CVE-2024-6462: 
WordPress vulnerability analysis and mitigation

The DL Yandex Metrika WordPress plugin through version 1.2 contains a stored Cross-Site Scripting (XSS) vulnerability, identified as CVE-2024-6462. The vulnerability was discovered and publicly published on June 7, 2024. The issue affects the plugin's settings functionality where certain fields are not properly sanitized and escaped (WPScan).

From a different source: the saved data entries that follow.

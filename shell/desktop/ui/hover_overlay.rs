/* This Source Code Form is subject to the terms of the Mozilla Public
 * License, v. 2.0. If a copy of the MPL was not distributed with this
 * file, You can obtain one at https://mozilla.org/MPL/2.0/. */

//! Hover-triggered flyout for the collapsed panel.
//!
//! Opening waits `open_delay` so sweeping the pointer across toggles does not
//! flash every branch. Closing waits `close_grace` so a short excursion off
//! the toggle or flyout does not flicker it shut. Both are deadlines in a
//! `TimerRegistry` keyed by the element that armed them.

use std::time::{Duration, Instant};

use crate::shell::desktop::runtime::timers::TimerRegistry;

#[derive(Debug, Clone, PartialEq, Eq, Hash)]
pub enum TimerKey {
    /// Pending open, keyed by the branch toggle being hovered.
    HoverOpen(String),
    /// Pending close of the flyout.
    HoverClose,
}

#[derive(Debug, Clone, PartialEq, Eq)]
pub enum HoverEffect {
    Show(String),
    Hide,
}

#[derive(Debug, Clone)]
pub struct HoverOverlay {
    timers: TimerRegistry<TimerKey>,
    open_delay: Duration,
    close_grace: Duration,
    shown: Option<String>,
}

impl HoverOverlay {
    pub fn new(open_delay: Duration, close_grace: Duration) -> Self {
        Self {
            timers: TimerRegistry::new(),
            open_delay,
            close_grace,
            shown: None,
        }
    }

    pub fn shown_branch(&self) -> Option<&str> {
        self.shown.as_deref()
    }

    /// Branch whose open delay is currently running.
    pub fn pending_open(&self) -> Option<&str> {
        self.timers.keys().find_map(|key| match key {
            TimerKey::HoverOpen(branch) => Some(branch.as_str()),
            TimerKey::HoverClose => None,
        })
    }

    pub fn is_close_pending(&self) -> bool {
        self.timers.is_armed(&TimerKey::HoverClose)
    }

    pub fn next_deadline(&self) -> Option<Instant> {
        self.timers.next_deadline()
    }

    pub fn branch_enter(&mut self, branch: &str, now: Instant) {
        self.timers.cancel(&TimerKey::HoverClose);
        self.timers
            .cancel_where(|key| matches!(key, TimerKey::HoverOpen(other) if other != branch));
        if self.shown.as_deref() == Some(branch) {
            return;
        }
        let key = TimerKey::HoverOpen(branch.to_string());
        if !self.timers.is_armed(&key) {
            self.timers.arm(key, now + self.open_delay);
        }
    }

    pub fn branch_leave(&mut self, now: Instant) {
        self.timers
            .cancel_where(|key| matches!(key, TimerKey::HoverOpen(_)));
        self.arm_close(now);
    }

    pub fn overlay_enter(&mut self) {
        self.timers.cancel(&TimerKey::HoverClose);
    }

    pub fn overlay_leave(&mut self, now: Instant) {
        self.arm_close(now);
    }

    fn arm_close(&mut self, now: Instant) {
        if self.shown.is_some() {
            self.timers.arm(TimerKey::HoverClose, now + self.close_grace);
        }
    }

    /// Fire every due timer, earliest first.
    pub fn tick(&mut self, now: Instant) -> Vec<HoverEffect> {
        let mut effects = Vec::new();
        for key in self.timers.take_due(now) {
            match key {
                TimerKey::HoverOpen(branch) => {
                    self.shown = Some(branch.clone());
                    effects.push(HoverEffect::Show(branch));
                },
                TimerKey::HoverClose => {
                    if self.shown.take().is_some() {
                        effects.push(HoverEffect::Hide);
                    }
                },
            }
        }
        effects
    }

    /// Drop the flyout and every pending timer.
    pub fn reset(&mut self) -> bool {
        self.timers.clear();
        self.shown.take().is_some()
    }
}
/* This Source Code Form is subject to the terms of the Mozilla Public
 * License, v. 2.0. If a copy of the MPL was not distributed with this
 * file, You can obtain one at https://mozilla.org/MPL/2.0/. */

mod harness;
mod scenarios;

The vulnerability stems from improper sanitization and escaping of settings fields in the plugin. Specifically, the field 'Выберите сайт из списк' in the admin dashboard is vulnerable to XSS injection. The vulnerability has been assigned a CVSS score of 4.8 (MEDIUM) with a vector string of CVSS:3.1/AV:N/AC:L/PR:H/UI:R/S:C/C:L/I:L/A:N. The issue is particularly notable as it can be exploited even when the unfiltered_html capability is disallowed, such as in multisite setups (NVD, WPScan).

The vulnerability allows high-privilege users such as administrators to perform Stored Cross-Site Scripting attacks. This could potentially lead to client-side code execution in the context of other administrators viewing the affected pages. The impact is somewhat limited due to the requirement of administrative access to exploit the vulnerability (WPScan).

Currently, there is no known fix available for this vulnerability in the DL Yandex Metrika plugin. Users should consider implementing additional security measures or evaluating alternative solutions until a patch is released (WPScan).